Fig. 1: Modeling the role of postsynaptic calcium in LTP/LTD.

a A 3-D rendering of a neocortical column in the circuit model used in this study. Neuronal morphologies are colored according to their layer of origin (axons not shown). b Schematic of the main players and events contributing to LTP/LTD induction at excitatory synapses (bottom) between pyramidal neurons (top). Pre-synaptic vesicle release and subsequent post-synaptic depolarization results in calcium influx in dendritic spines via NMDARs and VDCCs. Calcium signaling activates independent biochemical pathways, leading to long-term changes in AMPAR conductance (postsynaptic expression mechanisms) and/or vesicle release probability (presynaptic expression mechanisms). c Calcium transients at a single synapse during repetitive firing of the presynaptic neuron at 10 Hz (upper three panels; Trial 1-3).

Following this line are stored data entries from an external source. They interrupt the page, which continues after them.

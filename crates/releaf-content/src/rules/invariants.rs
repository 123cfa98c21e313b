use std::collections::BTreeSet;

use crate::model::NodeId;
use crate::ops::Tree;

/// One nested-set inconsistency
#[derive(Debug, Clone, PartialEq, Eq)]
pub enum IntegrityIssue {
    /// `lft` is not strictly below `rgt`
    InvertedBounds { node_id: NodeId, lft: i64, rgt: i64 },
    /// Bounds don't form the contiguous sequence `1..=2n`
    NonContiguousBounds { expected: usize, found: usize },
    /// Ranges overlap without nesting
    OverlappingRanges { node_id: NodeId, other_id: NodeId },
    /// The innermost range containing the node isn't its parent's
    ContainmentMismatch {
        node_id: NodeId,
        parent_id: Option<NodeId>,
        enclosing_id: Option<NodeId>,
    },
    WrongDepth {
        node_id: NodeId,
        depth: u32,
        expected: u32,
    },
    DanglingParent { node_id: NodeId, parent_id: NodeId },
    /// Following parent pointers from the node loops
    ParentCycle { node_id: NodeId },
}

impl std::fmt::Display for IntegrityIssue {
    fn fmt(&self, f: &mut std::fmt::Formatter<'_>) -> std::fmt::Result {
        match self {
            IntegrityIssue::InvertedBounds { node_id, lft, rgt } => {
                write!(f, "node {} has lft {} >= rgt {}", node_id, lft, rgt)
            }
            IntegrityIssue::NonContiguousBounds { expected, found } => write!(
                f,
                "bounds are not contiguous: expected {} distinct values, found {}",
                expected, found
            ),
            IntegrityIssue::OverlappingRanges { node_id, other_id } => {
                write!(f, "ranges of nodes {} and {} overlap", node_id, other_id)
            }
            IntegrityIssue::ContainmentMismatch {
                node_id,
                parent_id,
                enclosing_id,
            } => write!(
                f,
                "node {} has parent {:?} but is enclosed by {:?}",
                node_id, parent_id, enclosing_id
            ),
            IntegrityIssue::WrongDepth {
                node_id,
                depth,
                expected,
            } => write!(
                f,
                "node {} has depth {}, expected {}",
                node_id, depth, expected
            ),
            IntegrityIssue::DanglingParent { node_id, parent_id } => {
                write!(f, "node {} points at missing parent {}", node_id, parent_id)
            }
            IntegrityIssue::ParentCycle { node_id } => {
                write!(f, "parent chain of node {} loops", node_id)
            }
        }
    }
}

/// Find nodes whose parent pointer names a missing node
///
/// Returns (child_id, parent_id) pairs.
pub fn find_dangling_parents(tree: &Tree) -> Vec<(NodeId, NodeId)> {
    tree.list_nodes()
        .into_iter()
        .filter_map(|n| n.parent_id.map(|p| (n.id, p)))
        .filter(|(_, parent)| !tree.contains(*parent))
        .collect()
}

/// Whether following parent pointers from `id` revisits a node
pub fn has_parent_cycle(tree: &Tree, id: NodeId) -> bool {
    let mut visited = BTreeSet::new();
    let mut current = Some(id);

    while let Some(node_id) = current {
        if !visited.insert(node_id) {
            return true;
        }
        current = tree.find(node_id).and_then(|n| n.parent_id);
    }

    false
}

/// Check every nested-set invariant of the tree
///
/// Walks nodes in `lft` order keeping a stack of open ranges; the top of
/// the stack must be each node's parent and the stack height its depth.
pub fn check_integrity(tree: &Tree) -> Vec<IntegrityIssue> {
    let mut issues: Vec<IntegrityIssue> = find_dangling_parents(tree)
        .into_iter()
        .map(|(node_id, parent_id)| IntegrityIssue::DanglingParent { node_id, parent_id })
        .collect();
    issues.extend(
        tree.list_nodes()
            .into_iter()
            .filter(|n| has_parent_cycle(tree, n.id))
            .map(|n| IntegrityIssue::ParentCycle { node_id: n.id }),
    );

    let nodes = tree.list_nodes();

    let mut bounds = BTreeSet::new();
    for node in &nodes {
        if node.lft() >= node.rgt() {
            issues.push(IntegrityIssue::InvertedBounds {
                node_id: node.id,
                lft: node.lft(),
                rgt: node.rgt(),
            });
        }
        bounds.insert(node.lft());
        bounds.insert(node.rgt());
    }
    let expected = nodes.len() * 2;
    let contiguous = bounds.len() == expected
        && bounds.first().map_or(true, |&b| b == 1)
        && bounds.last().map_or(true, |&b| b == expected as i64);
    if !contiguous {
        issues.push(IntegrityIssue::NonContiguousBounds {
            expected,
            found: bounds.len(),
        });
    }
    if !issues.is_empty() {
        return issues;
    }

    let mut open: Vec<(NodeId, i64)> = Vec::new();
    for node in nodes {
        while open.last().is_some_and(|&(_, rgt)| rgt < node.lft()) {
            open.pop();
        }
        if let Some(&(enclosing, rgt)) = open.last() {
            if node.rgt() > rgt {
                issues.push(IntegrityIssue::OverlappingRanges {
                    node_id: node.id,
                    other_id: enclosing,
                });
            }
        }

        let enclosing_id = open.last().map(|&(id, _)| id);
        if enclosing_id != node.parent_id {
            issues.push(IntegrityIssue::ContainmentMismatch {
                node_id: node.id,
                parent_id: node.parent_id,
                enclosing_id,
            });
        }
        let expected_depth = open.len() as u32;
        if node.depth() != expected_depth {
            issues.push(IntegrityIssue::WrongDepth {
                node_id: node.id,
                depth: node.depth(),
                expected: expected_depth,
            });
        }
        open.push((node.id, node.rgt()));
    }

    issues
}

#[cfg(test)]
mod tests {
    use std::sync::Arc;

    use super::*;
    use crate::model::{NestedBounds, Node};
    use crate::node_schema::NodeSchema;

    fn row(id: i64, parent: Option<i64>, lft: i64, rgt: i64, depth: u32) -> (Node, NestedBounds) {
        let mut node = Node::new(NodeId(id), format!("n{}", id));
        node.slug = format!("n{}", id);
        node.parent_id = parent.map(NodeId);
        (node, NestedBounds { lft, rgt, depth })
    }

    fn raw_tree(rows: Vec<(Node, NestedBounds)>) -> Tree {
        let mut tree = Tree::new(Arc::new(NodeSchema::default()));
        for (node, bounds) in rows {
            let mut node = node;
            node.set_bounds(bounds);
            tree.insert_raw(node);
        }
        tree
    }

    #[test]
    fn test_consistent_tree_has_no_issues() {
        let tree = raw_tree(vec![
            row(1, None, 1, 6, 0),
            row(2, Some(1), 2, 3, 1),
            row(3, Some(1), 4, 5, 1),
        ]);
        assert!(check_integrity(&tree).is_empty());
    }

    #[test]
    fn test_detects_containment_mismatch() {
        // node 3 claims the root as parent but sits inside node 2
        let tree = raw_tree(vec![
            row(1, None, 1, 6, 0),
            row(2, Some(1), 2, 5, 1),
            row(3, Some(1), 3, 4, 1),
        ]);
        let issues = check_integrity(&tree);

        assert!(issues.iter().any(|i| matches!(
            i,
            IntegrityIssue::ContainmentMismatch { node_id, .. } if *node_id == NodeId(3)
        )));
    }

    #[test]
    fn test_detects_overlap() {
        let tree = raw_tree(vec![row(1, None, 1, 3, 0), row(2, None, 2, 4, 0)]);
        let issues = check_integrity(&tree);

        assert!(issues
            .iter()
            .any(|i| matches!(i, IntegrityIssue::OverlappingRanges { .. })));
    }

    #[test]
    fn test_detects_wrong_depth() {
        let tree = raw_tree(vec![row(1, None, 1, 4, 0), row(2, Some(1), 2, 3, 3)]);
        assert_eq!(
            check_integrity(&tree),
            vec![IntegrityIssue::WrongDepth {
                node_id: NodeId(2),
                depth: 3,
                expected: 1,
            }]
        );
    }

    #[test]
    fn test_detects_gaps_and_dangling_parents() {
        let tree = raw_tree(vec![row(1, None, 1, 2, 0), row(2, Some(9), 5, 6, 0)]);
        let issues = check_integrity(&tree);

        assert!(issues
            .iter()
            .any(|i| matches!(i, IntegrityIssue::DanglingParent { .. })));
        assert!(issues
            .iter()
            .any(|i| matches!(i, IntegrityIssue::NonContiguousBounds { .. })));
    }

    #[test]
    fn test_parent_cycle() {
        let tree = raw_tree(vec![row(1, Some(2), 1, 2, 0), row(2, Some(1), 3, 4, 0)]);
        assert!(has_parent_cycle(&tree, NodeId(1)));
        assert!(!has_parent_cycle(
            &raw_tree(vec![row(1, None, 1, 4, 0), row(2, Some(1), 2, 3, 1)]),
            NodeId(2)
        ));
    }

    #[test]
    fn test_check_integrity_reports_parent_cycles() {
        let tree = raw_tree(vec![
            row(1, None, 1, 2, 0),
            row(2, Some(3), 3, 4, 0),
            row(3, Some(2), 5, 6, 0),
        ]);
        let cycles: Vec<NodeId> = check_integrity(&tree)
            .into_iter()
            .filter_map(|i| match i {
                IntegrityIssue::ParentCycle { node_id } => Some(node_id),
                _ => None,
            })
            .collect();

        assert_eq!(cycles, vec![NodeId(2), NodeId(3)]);
    }
}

Trial-to-trial variability is governed by the rapid depletion of the number of vesicles available for release and the resulting drop in success rate (bottom; data shown as mean ± STD, n = 10). d Calcium transients at a single synapse during repetitive firing of the postsynaptic neuron at 10 Hz. VDCCs respond with reliable calcium transients to postsynaptic spikes. e Calcium transients at a single synapse during repetitive pairing of the pre- and post-synaptic neuron at 10 Hz. Presynaptic spikes shortly preceding postsynaptic spikes (blue, +10 ms) cause nonlinear activation of the NMDARs and a large calcium influx. The inverse timing relationship (post before pre, red, −10 ms) results in an almost linear summation of NMDAR- and VDCC-mediated calcium transients.